Home Care: Care Guardian Nurse

Author: Health Heal

Home care is often overlooked mainly because it is believed that nursing care in the patient's home is a choice dictated by savings. In reality, this is not the case. The ADI Nurse has recently become an indispensable health professional, capable of intervening with science and conscience in the most disparate situations and the most complex care areas.

The patient is continuously at the centre of care

Home care is currently a fundamental point and exponential growth in the organization of health care companies.

It represents a significant investment as hospitalization has significantly higher costs than the treatment provided at the patient's home.

It is a means of safeguarding the autonomy of individuals by guaranteeing their stay within the family unit, providing in home nursing care and utilizing their residence during the treatment process, with all the benefits humans that this entails. These benefits that home care entails have pushed healthcare organizations over the years to invest and train professionals in integrated care and rehabilitation. Many professions can be involved and diversified, such as the doctor, the nurse, the physiotherapist, the loss, the social worker etc., each bringing its specific contribution.

It is, therefore, to guarantee to non-self-sufficient people and in conditions of fragility, with pathologies in progress or their outcomes, assistance paths at home consisting of an organized set of medical, nursing and rehabilitation treatments, too:

  • Stabilize the clinical picture
  • Limit functional decline
  • Improve the quality of life
  • Use of residual skills

Home care is therefore, a service included in the basic levels of assistance to guarantee adequate continuity response to the health needs in the area (even complex) dependent people, elderly or not, the purpose of managing chronicity and the prevention of disabilities.

This is possible thanks to the interaction and teamwork between health professionals (nurses, doctors, physiotherapists) and the figures belonging to the patient's social network, the caregivers.

Home Care Today

Today, about the patient's need for health and the level of intensity, complexity and duration of the assistance intervention, we can distinguish between:

  • Performance Home Assistance: occasional or scheduled-cycle intervention
  • Integrated Home Assistance: multidimensional assessment of the person and assistance management by a multi-professional team.

Integrated Home Care, based on critical issues and weekly days of assistance, is divided into:

  • 1st level home care
  • Second level home care
  • Level III home care
  • Palliative care

Over the years, the development of home hospitalization has led to the birth of specialized activities for resuscitation patients (Critical Area), considered stable or chronic, and for cancer patients (Palliative Care), thus creating an alternative to hospitalizations in Hospice and ICU.

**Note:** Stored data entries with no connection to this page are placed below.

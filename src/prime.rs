/// Trial-division primality test.
///
/// The divisor bound is checked as `d <= n / d`, which never overflows for
/// inputs near `u64::MAX`. Worst case is `O(sqrt(n))` divisions.
#[inline]
pub fn is_prime(n: u64) -> bool {
    if n <= 1 {
        return false;
    }
    if n < 4 {
        return true;
    }
    if n % 2 == 0 {
        return false;
    }
    let mut d = 3u64;
    while d <= n / d {
        if n % d == 0 {
            return false;
        }
        d += 2;
    }
    true
}

/// Sequential reference count, used to check the parallel pipeline.
pub fn count_primes_in<I>(values: I) -> u64
where
    I: IntoIterator<Item = u64>,
{
    values.into_iter().filter(|&v| is_prime(v)).count() as u64
}
//! Component registry contract.
//!
//! The editor asks a registry for a component's prop metadata when it
//! materializes a new node. Only `PropMeta::default_value` is read; the rest
//! of the metadata belongs to the UI layer (property panels, palettes).

use crate::model::Props;
use serde::{Deserialize, Serialize};
use std::collections::HashMap;
use thiserror::Error;

/// Metadata for a single prop of a component.
#[derive(Debug, Clone, PartialEq, Serialize, Deserialize)]
#[serde(rename_all = "camelCase")]
pub struct PropMeta {
    pub name: String,
    #[serde(default, skip_serializing_if = "Option::is_none")]
    pub default_value: Option<serde_json::Value>,
}

/// Metadata for a component kind.
#[derive(Debug, Clone, PartialEq, Serialize, Deserialize)]
pub struct ComponentMeta {
    pub name: String,
    #[serde(default)]
    pub props: Vec<PropMeta>,
}

impl ComponentMeta {
    /// Initial props for a fresh node: every prop that declares a default.
    pub fn default_props(&self) -> Props {
        self.props
            .iter()
            .filter_map(|p| p.default_value.clone().map(|v| (p.name.clone(), v)))
            .collect()
    }
}

/// Lookup of component metadata by type name.
pub trait ComponentRegistry {
    fn lookup(&self, component: &str) -> Option<&ComponentMeta>;
}

#[derive(Debug, Error)]
pub enum RegistryError {
    #[error("invalid registry JSON: {0}")]
    Json(#[from] serde_json::Error),
}

/// In-memory registry, typically loaded once from the component catalog.
#[derive(Debug, Clone, Default)]
pub struct StaticRegistry {
    components: HashMap<String, ComponentMeta>,
}

impl StaticRegistry {
    pub fn new() -> Self {
        Self::default()
    }

    /// Parse a JSON array of `ComponentMeta`.
    ///
    /// # Errors
    /// Returns `RegistryError::Json` if the input is not a valid catalog.
    pub fn from_json(json: &str) -> Result<Self, RegistryError> {
        let metas: Vec<ComponentMeta> = serde_json::from_str(json)?;
        let mut registry = Self::new();
        for meta in metas {
            registry.register(meta);
        }
        Ok(registry)
    }

    /// Add or replace a component definition.
    pub fn register(&mut self, meta: ComponentMeta) {
        if self.components.contains_key(&meta.name) {
            log::debug!("registry: replacing component {}", meta.name);
        }
        self.components.insert(meta.name.clone(), meta);
    }

    pub fn len(&self) -> usize {
        self.components.len()
    }

    pub fn is_empty(&self) -> bool {
        self.components.is_empty()
    }
}

impl ComponentRegistry for StaticRegistry {
    fn lookup(&self, component: &str) -> Option<&ComponentMeta> {
        self.components.get(component)
    }
}

#[cfg(test)]
mod tests {
    use super::*;
    use serde_json::json;

    const CATALOG: &str = r#"[
        { "name": "Button", "props": [
            { "name": "label", "defaultValue": "Button" },
            { "name": "variant", "defaultValue": "primary" },
            { "name": "onClick" }
        ] },
        { "name": "Card" }
    ]"#;

    #[test]
    fn loads_catalog_from_json() {
        let registry = StaticRegistry::from_json(CATALOG).unwrap();
        assert_eq!(registry.len(), 2);
        assert!(registry.lookup("Card").is_some());
        assert!(registry.lookup("Tooltip").is_none());
    }

    #[test]
    fn default_props_skip_props_without_default() {
        let registry = StaticRegistry::from_json(CATALOG).unwrap();
        let props = registry.lookup("Button").unwrap().default_props();

        assert_eq!(props.len(), 2);
        assert_eq!(props["label"], json!("Button"));
        assert_eq!(props["variant"], json!("primary"));
        assert!(!props.contains_key("onClick"));
    }

    #[test]
    fn new_registry_is_empty() {
        let registry = StaticRegistry::new();
        assert!(registry.is_empty());
        assert_eq!(registry.len(), 0);
        assert!(!StaticRegistry::from_json(CATALOG).unwrap().is_empty());
    }

    #[test]
    fn rejects_malformed_catalog() {
        let err = StaticRegistry::from_json(r#"{ "name": "Button" }"#).unwrap_err();
        assert!(err.to_string().starts_with("invalid registry JSON"));
    }
}
//! WASM bridge for Vedit: exposes the editor store to the JavaScript UI.
//!
//! Compiled via `wasm-pack build --target web`. Every method takes and
//! returns plain strings, numbers and booleans; structured values cross the
//! boundary as JSON. An empty string stands for "no node" (root level,
//! cleared selection, failed creation).

use serde::Serialize;
use vedit_core::{Document, NodeId, Props, StaticRegistry};
use vedit_editor::{EditorConfig, EditorMode, EditorStore, Panel, ShortcutMap};
use wasm_bindgen::prelude::*;

/// Install the panic hook and route `log` output to the browser console.
/// Call once before constructing an editor.
#[wasm_bindgen]
pub fn vedit_init() {
    console_error_panic_hook::set_once();
    console_log::init_with_level(log::Level::Debug).ok();
}

/// The JS-facing editor handle. All interaction from the UI goes through it.
#[wasm_bindgen]
pub struct VeditEditor {
    store: EditorStore,
}

#[derive(Serialize)]
struct KeyResult {
    changed: bool,
    action: &'static str,
}

#[derive(Serialize)]
struct LoadResult {
    ok: bool,
    #[serde(skip_serializing_if = "Option::is_none")]
    error: Option<String>,
}

impl Default for VeditEditor {
    fn default() -> Self {
        Self::new()
    }
}

#[wasm_bindgen]
impl VeditEditor {
    /// Create an editor with an empty component registry and default config.
    #[wasm_bindgen(constructor)]
    pub fn new() -> Self {
        Self {
            store: EditorStore::new(StaticRegistry::new()),
        }
    }

    /// Create an editor from a (possibly partial) JSON config. Falls back to
    /// the defaults if the JSON is malformed.
    pub fn with_config_json(config_json: &str) -> Self {
        let config = EditorConfig::from_json(config_json).unwrap_or_else(|e| {
            log::warn!("invalid editor config, using defaults: {e}");
            EditorConfig::default()
        });
        Self {
            store: EditorStore::with_config(StaticRegistry::new(), config),
        }
    }

    /// Replace the component registry from a JSON catalog.
    /// Returns `false` (registry unchanged) on malformed input.
    pub fn load_registry_json(&mut self, json: &str) -> bool {
        match StaticRegistry::from_json(json) {
            Ok(registry) => {
                self.store.set_registry(registry);
                true
            }
            Err(e) => {
                log::warn!("{e}");
                false
            }
        }
    }

    // ─── Mutations ───────────────────────────────────────────────────────

    /// Add a node. `parent_id` empty = root level; negative `index` appends.
    /// Returns the new node ID, or an empty string if the call was refused.
    pub fn add_node(&mut self, component: &str, parent_id: &str, index: i32) -> String {
        let index = usize::try_from(index).ok();
        self.store
            .add_node(component, parse_id(parent_id), index)
            .map(|id| id.as_str().to_string())
            .unwrap_or_default()
    }

    /// Shallow-merge a JSON object into a node's props.
    pub fn update_node_props_json(&mut self, node_id: &str, json: &str) -> bool {
        let Some(id) = parse_id(node_id) else {
            return false;
        };
        let partial: Props = match serde_json::from_str(json) {
            Ok(p) => p,
            Err(e) => {
                log::warn!("update_node_props_json: {e}");
                return false;
            }
        };
        self.store.update_node_props(id, partial).is_ok()
    }

    pub fn delete_node(&mut self, node_id: &str) -> bool {
        parse_id(node_id).is_some_and(|id| self.store.delete_node(id).is_ok())
    }

    /// Move a node. `parent_id` empty = root level.
    pub fn move_node(&mut self, node_id: &str, parent_id: &str, index: u32) -> bool {
        let Some(id) = parse_id(node_id) else {
            return false;
        };
        self.store
            .move_node(id, parse_id(parent_id), index as usize)
            .is_ok()
    }

    /// Returns the copy's ID, or an empty string if `node_id` is unknown.
    pub fn duplicate_node(&mut self, node_id: &str) -> String {
        parse_id(node_id)
            .and_then(|id| self.store.duplicate_node(id).ok())
            .map(|id| id.as_str().to_string())
            .unwrap_or_default()
    }

    pub fn clear_canvas(&mut self) {
        self.store.clear_canvas();
    }

    pub fn begin_batch(&mut self) {
        self.store.begin_batch();
    }

    pub fn end_batch(&mut self) {
        self.store.end_batch();
    }

    pub fn undo(&mut self) -> bool {
        self.store.undo()
    }

    pub fn redo(&mut self) -> bool {
        self.store.redo()
    }

    pub fn can_undo(&self) -> bool {
        self.store.can_undo()
    }

    pub fn can_redo(&self) -> bool {
        self.store.can_redo()
    }

    // ─── Selection & view ────────────────────────────────────────────────

    /// Select a node; an empty ID clears the selection.
    pub fn select_node(&mut self, node_id: &str) -> bool {
        self.store.select_node(parse_id(node_id))
    }

    /// Hover a node; an empty ID clears the hover.
    pub fn hover_node(&mut self, node_id: &str) -> bool {
        self.store.hover_node(parse_id(node_id))
    }

    pub fn selected_id(&self) -> String {
        self.store
            .selected_id()
            .map(|id| id.as_str().to_string())
            .unwrap_or_default()
    }

    /// `"edit"` or `"preview"`. Returns `false` for anything else.
    pub fn set_mode(&mut self, mode: &str) -> bool {
        match serde_json::from_value::<EditorMode>(serde_json::Value::from(mode)) {
            Ok(mode) => {
                self.store.set_mode(mode);
                true
            }
            Err(_) => false,
        }
    }

    /// `"components"`, `"layers"` or `"properties"`.
    pub fn set_active_panel(&mut self, panel: &str) -> bool {
        match serde_json::from_value::<Panel>(serde_json::Value::from(panel)) {
            Ok(panel) => {
                self.store.set_active_panel(panel);
                true
            }
            Err(_) => false,
        }
    }

    pub fn set_zoom(&mut self, zoom: f32) {
        self.store.set_zoom(zoom);
    }

    pub fn zoom(&self) -> f32 {
        self.store.view().zoom
    }

    pub fn set_pan(&mut self, x: f32, y: f32) {
        self.store.set_pan(x, y);
    }

    /// Handle a keyboard event. Returns JSON:
    /// `{"changed":bool,"action":"<action_name>"}` (`"none"` if unbound).
    pub fn handle_key(
        &mut self,
        key: &str,
        ctrl: bool,
        shift: bool,
        alt: bool,
        meta: bool,
    ) -> String {
        let result = match ShortcutMap::resolve(key, ctrl, shift, alt, meta) {
            Some(action) => KeyResult {
                changed: self.store.dispatch(action),
                action: action.name(),
            },
            None => KeyResult {
                changed: false,
                action: "none",
            },
        };
        to_json(&result)
    }

    // ─── Persistence boundary ────────────────────────────────────────────

    /// Load a `{nodes, rootIds, name}` document. The payload is validated
    /// here since it comes straight from JS. Returns JSON
    /// `{"ok":true}` or `{"ok":false,"error":"..."}`.
    pub fn load_project_json(&mut self, json: &str) -> String {
        let loaded = Document::from_json(json).and_then(|doc| {
            doc.validate()?;
            Ok(doc)
        });
        let result = match loaded {
            Ok(doc) => {
                self.store.load_project(doc);
                LoadResult {
                    ok: true,
                    error: None,
                }
            }
            Err(e) => {
                log::warn!("load_project_json: {e}");
                LoadResult {
                    ok: false,
                    error: Some(e.to_string()),
                }
            }
        };
        to_json(&result)
    }

    /// `{nodes, rootIds}` without UI state.
    pub fn export_state_json(&self) -> String {
        to_json(&self.store.export_state())
    }

    /// `{nodes, rootIds, name}` for saving.
    pub fn export_document_json(&self) -> String {
        to_json(&self.store.to_document())
    }

    pub fn is_dirty(&self) -> bool {
        self.store.is_dirty()
    }

    pub fn mark_saved(&mut self) {
        self.store.mark_saved();
    }

    pub fn project_name(&self) -> String {
        self.store.project_name().to_string()
    }

    pub fn set_project_name(&mut self, name: &str) {
        self.store.set_project_name(name);
    }

    // ─── Read selectors ──────────────────────────────────────────────────

    /// A node as JSON, or `null` if it doesn't exist.
    pub fn get_node_json(&self, node_id: &str) -> String {
        let node = parse_id(node_id).and_then(|id| self.store.node(id));
        to_json(&node)
    }

    pub fn get_root_ids_json(&self) -> String {
        to_json(&self.store.root_ids())
    }
}

/// Empty string = no node.
fn parse_id(s: &str) -> Option<NodeId> {
    if s.is_empty() {
        None
    } else {
        Some(NodeId::intern(s))
    }
}

fn to_json<T: Serialize + ?Sized>(value: &T) -> String {
    serde_json::to_string(value).unwrap_or_else(|e| {
        log::error!("bridge serialization failed: {e}");
        "null".to_string()
    })
}

#[cfg(test)]
mod tests {
    use super::*;
    use pretty_assertions::assert_eq;

    const CATALOG: &str = r#"[
        { "name": "Button", "props": [{ "name": "label", "defaultValue": "Open" }] },
        { "name": "Card" }
    ]"#;

    fn editor() -> VeditEditor {
        let mut editor = VeditEditor::new();
        assert!(editor.load_registry_json(CATALOG));
        editor
    }

    #[test]
    fn add_and_read_back_node() {
        let mut editor = editor();
        let card = editor.add_node("Card", "", -1);
        let btn = editor.add_node("Button", &card, 0);
        assert!(!btn.is_empty());

        let node: serde_json::Value = serde_json::from_str(&editor.get_node_json(&btn)).unwrap();
        assert_eq!(node["parentId"], serde_json::json!(card));
        assert_eq!(node["props"]["label"], serde_json::json!("Open"));
        assert_eq!(editor.selected_id(), btn);
    }

    #[test]
    fn refused_calls_return_empty_or_false() {
        let mut editor = editor();
        assert_eq!(editor.add_node("Modal", "", -1), "");
        assert_eq!(editor.duplicate_node("missing"), "");
        assert!(!editor.delete_node(""));
        assert!(!editor.update_node_props_json("missing", "{}"));
        assert!(!editor.load_registry_json("not json"));
        assert!(!editor.set_mode("fullscreen"));
        assert_eq!(editor.get_node_json("missing"), "null");
    }

    #[test]
    fn handle_key_dispatches_undo() {
        let mut editor = editor();
        editor.add_node("Card", "", -1);
        assert_eq!(
            editor.handle_key("z", true, false, false, false),
            r#"{"changed":true,"action":"undo"}"#
        );
        assert_eq!(editor.get_root_ids_json(), "[]");
        assert_eq!(
            editor.handle_key("q", false, false, false, false),
            r#"{"changed":false,"action":"none"}"#
        );
    }

    #[test]
    fn load_project_validates_payload() {
        let mut editor = editor();
        let bad = r#"{ "name": "x", "rootIds": ["a"], "nodes": {} }"#;
        let result: serde_json::Value =
            serde_json::from_str(&editor.load_project_json(bad)).unwrap();
        assert_eq!(result["ok"], serde_json::json!(false));

        let good = r#"{ "name": "Inbox", "rootIds": ["a"],
            "nodes": { "a": { "id": "a", "type": "Card", "props": {}, "children": [], "parentId": null } } }"#;
        assert_eq!(editor.load_project_json(good), r#"{"ok":true}"#);
        assert_eq!(editor.project_name(), "Inbox");
        assert!(!editor.is_dirty());
        assert_eq!(editor.get_root_ids_json(), r#"["a"]"#);
    }

    #[test]
    fn partial_config_sets_zoom_range() {
        let mut editor = VeditEditor::with_config_json(r#"{ "maxZoom": 2.0 }"#);
        editor.set_zoom(3.0);
        assert_eq!(editor.zoom(), 2.0);
        editor.set_zoom(0.01);
        assert_eq!(editor.zoom(), 0.1);
    }

    #[test]
    fn inverted_config_zoom_is_safe() {
        let mut editor = VeditEditor::with_config_json(r#"{ "minZoom": 5.0 }"#);
        editor.set_zoom(1.0);
        assert_eq!(editor.zoom(), 4.0);
    }

    #[test]
    fn malformed_config_falls_back_to_defaults() {
        let mut editor = VeditEditor::with_config_json("not json");
        editor.set_zoom(100.0);
        assert_eq!(editor.zoom(), 4.0);
        assert_eq!(
            editor.handle_key("0", true, false, false, false),
            r#"{"changed":true,"action":"zoomReset"}"#
        );
        assert_eq!(editor.zoom(), 1.0);
    }

    #[test]
    fn mode_switch_clears_selection() {
        let mut editor = editor();
        editor.add_node("Card", "", -1);
        assert!(editor.set_mode("preview"));
        assert_eq!(editor.selected_id(), "");
        assert!(editor.set_active_panel("layers"));
    }
}
//! Persistence payloads exchanged with the save/load layer.
//!
//! `Document` is the whole file format: `{ nodes, rootIds, name }` as JSON.
//! `DocumentState` is the same without the name, as produced by an export.

use crate::id::NodeId;
use crate::model::Node;
use serde::{Deserialize, Serialize};
use std::collections::{HashMap, HashSet};
use thiserror::Error;

#[derive(Debug, Error)]
pub enum DocumentError {
    #[error("invalid document JSON: {0}")]
    Json(#[from] serde_json::Error),

    #[error("node {key} is stored under a different id ({actual})")]
    IdMismatch { key: NodeId, actual: NodeId },

    #[error("{0} is referenced but not present in nodes")]
    DanglingReference(NodeId),

    #[error("{child} is listed under {container} but its parentId is {parent:?}")]
    ParentMismatch {
        child: NodeId,
        container: String,
        parent: Option<NodeId>,
    },

    #[error("{0} is referenced more than once")]
    DuplicateReference(NodeId),

    #[error("{0} is not referenced by rootIds or any children list")]
    Orphan(NodeId),

    #[error("{0} is part of a parent/child cycle")]
    Cycle(NodeId),
}

/// Full persisted document.
#[derive(Debug, Clone, Default, PartialEq, Serialize, Deserialize)]
#[serde(rename_all = "camelCase")]
pub struct Document {
    #[serde(default)]
    pub nodes: HashMap<NodeId, Node>,
    #[serde(default)]
    pub root_ids: Vec<NodeId>,
    #[serde(default)]
    pub name: String,
}

impl Document {
    /// # Errors
    /// Returns `DocumentError::Json` if the input is not a document payload.
    pub fn from_json(json: &str) -> Result<Self, DocumentError> {
        Ok(serde_json::from_str(json)?)
    }

    /// # Errors
    /// Returns `DocumentError::Json` if a prop value cannot be serialized.
    pub fn to_json(&self) -> Result<String, DocumentError> {
        Ok(serde_json::to_string(self)?)
    }

    /// # Errors
    /// Returns `DocumentError::Json` if a prop value cannot be serialized.
    pub fn to_json_pretty(&self) -> Result<String, DocumentError> {
        Ok(serde_json::to_string_pretty(self)?)
    }

    /// Check the tree invariants. The store trusts loaded documents, so the
    /// persistence layer should call this before `load_project`.
    ///
    /// # Errors
    /// Returns the first violated invariant found.
    pub fn validate(&self) -> Result<(), DocumentError> {
        validate_tree(&self.nodes, &self.root_ids)
    }
}

/// Exported tree without project metadata or UI state.
#[derive(Debug, Clone, Default, PartialEq, Serialize, Deserialize)]
#[serde(rename_all = "camelCase")]
pub struct DocumentState {
    pub nodes: HashMap<NodeId, Node>,
    pub root_ids: Vec<NodeId>,
}

impl DocumentState {
    /// # Errors
    /// Returns the first violated invariant found.
    pub fn validate(&self) -> Result<(), DocumentError> {
        validate_tree(&self.nodes, &self.root_ids)
    }

    pub fn into_document(self, name: impl Into<String>) -> Document {
        Document {
            nodes: self.nodes,
            root_ids: self.root_ids,
            name: name.into(),
        }
    }
}

/// Verify that `root_ids` and the children lists partition `nodes` exactly
/// once, that parent pointers agree with containment, and that the
/// parent/child relation is acyclic.
pub fn validate_tree(
    nodes: &HashMap<NodeId, Node>,
    root_ids: &[NodeId],
) -> Result<(), DocumentError> {
    for (key, node) in nodes {
        if *key != node.id {
            return Err(DocumentError::IdMismatch {
                key: *key,
                actual: node.id,
            });
        }
    }

    let mut referenced: HashSet<NodeId> = HashSet::with_capacity(nodes.len());

    for &id in root_ids {
        let node = nodes.get(&id).ok_or(DocumentError::DanglingReference(id))?;
        if node.parent_id.is_some() {
            return Err(DocumentError::ParentMismatch {
                child: id,
                container: "rootIds".into(),
                parent: node.parent_id,
            });
        }
        if !referenced.insert(id) {
            return Err(DocumentError::DuplicateReference(id));
        }
    }

    for node in nodes.values() {
        for &child_id in &node.children {
            let child = nodes
                .get(&child_id)
                .ok_or(DocumentError::DanglingReference(child_id))?;
            if child.parent_id != Some(node.id) {
                return Err(DocumentError::ParentMismatch {
                    child: child_id,
                    container: node.id.to_string(),
                    parent: child.parent_id,
                });
            }
            if !referenced.insert(child_id) {
                return Err(DocumentError::DuplicateReference(child_id));
            }
        }
    }

    if let Some(orphan) = nodes.keys().find(|id| !referenced.contains(id)) {
        return Err(DocumentError::Orphan(*orphan));
    }

    // Every node is referenced exactly once, so anything unreachable from the
    // roots must sit on a cycle.
    let mut visited: HashSet<NodeId> = HashSet::with_capacity(nodes.len());
    let mut stack: Vec<NodeId> = root_ids.to_vec();
    while let Some(id) = stack.pop() {
        if visited.insert(id)
            && let Some(node) = nodes.get(&id)
        {
            stack.extend(node.children.iter().copied());
        }
    }
    if let Some(id) = nodes.keys().find(|id| !visited.contains(id)) {
        return Err(DocumentError::Cycle(*id));
    }

    Ok(())
}

#[cfg(test)]
mod tests {
    use super::*;
    use crate::model::Props;
    use pretty_assertions::assert_eq;

    fn node(id: &str, parent: Option<&str>, children: &[&str]) -> Node {
        let mut n = Node::new(NodeId::intern(id), "Box", Props::new());
        n.parent_id = parent.map(NodeId::intern);
        n.children = children.iter().map(|c| NodeId::intern(c)).collect();
        n
    }

    fn doc(nodes: Vec<Node>, roots: &[&str]) -> Document {
        Document {
            nodes: nodes.into_iter().map(|n| (n.id, n)).collect(),
            root_ids: roots.iter().map(|r| NodeId::intern(r)).collect(),
            name: "test".into(),
        }
    }

    #[test]
    fn valid_tree_passes() {
        let d = doc(
            vec![
                node("v_card", None, &["v_title", "v_btn"]),
                node("v_title", Some("v_card"), &[]),
                node("v_btn", Some("v_card"), &[]),
                node("v_footer", None, &[]),
            ],
            &["v_card", "v_footer"],
        );
        assert!(d.validate().is_ok());
    }

    #[test]
    fn dangling_child_is_rejected() {
        let d = doc(vec![node("d_card", None, &["d_ghost"])], &["d_card"]);
        assert!(matches!(
            d.validate(),
            Err(DocumentError::DanglingReference(id)) if id.as_str() == "d_ghost"
        ));
    }

    #[test]
    fn parent_pointer_must_match_container() {
        let d = doc(
            vec![
                node("p_a", None, &["p_c"]),
                node("p_b", None, &[]),
                node("p_c", Some("p_b"), &[]),
            ],
            &["p_a", "p_b"],
        );
        assert!(matches!(
            d.validate(),
            Err(DocumentError::ParentMismatch { .. })
        ));
    }

    #[test]
    fn double_reference_is_rejected() {
        let d = doc(vec![node("dup_a", None, &[])], &["dup_a", "dup_a"]);
        assert!(matches!(
            d.validate(),
            Err(DocumentError::DuplicateReference(_))
        ));
    }

    #[test]
    fn unreferenced_node_is_orphan() {
        let d = doc(
            vec![node("o_a", None, &[]), node("o_b", None, &[])],
            &["o_a"],
        );
        assert!(matches!(d.validate(), Err(DocumentError::Orphan(id)) if id.as_str() == "o_b"));
    }

    #[test]
    fn detached_cycle_is_rejected() {
        let d = doc(
            vec![
                node("c_root", None, &[]),
                node("c_x", Some("c_y"), &["c_y"]),
                node("c_y", Some("c_x"), &["c_x"]),
            ],
            &["c_root"],
        );
        assert!(matches!(d.validate(), Err(DocumentError::Cycle(_))));
    }

    #[test]
    fn json_roundtrip_preserves_document() {
        let d = doc(
            vec![
                node("j_card", None, &["j_btn"]),
                node("j_btn", Some("j_card"), &[]),
            ],
            &["j_card"],
        );
        let json = d.to_json().unwrap();
        let back = Document::from_json(&json).unwrap();
        assert_eq!(back, d);
    }

    #[test]
    fn state_converts_into_named_document() {
        let state = DocumentState {
            nodes: HashMap::new(),
            root_ids: Vec::new(),
        };
        let d = state.into_document("Onboarding");
        assert_eq!(d.name, "Onboarding");
        assert!(d.validate().is_ok());
    }
}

The assistance actors who revolve around the patient interact in teamwork to achieve the client's well-being. Among the health figures we identify:

  • The home care nurse
  • The general practitioner
  • The physiotherapist
  • The specialist doctor

The home care nurse providing in home nursing care is responsible for the patient's home nursing care. Only after completing the required qualification and practice can the nurse take action to provide his intervention according to the prescription.

The patient's home thus becomes an actual hospital ward with the difference that the family nucleus is kept intact, a factor of fundamental importance during the healing or stabilization process of the disease. The nurse plays an indispensable role in this (more present than the doctor), who is involved in physical assistance (therapies, medications, etc.) and psychological-emotional.

The tools used during daily work are not so different from those used in hospital wards. Infusion sets and needles for infusion therapies or blood sampling, complex or straightforward dressings for the treatment of lesions (pressure, vascular, oncological, etc.), management of devices such as bladder catheters, SNG and PEG, PICC and CVC.

As for autonomy, in-home care, the nurse is more independent in managing the patient; it is understood that the planning of all drug therapies is always up to the doctor.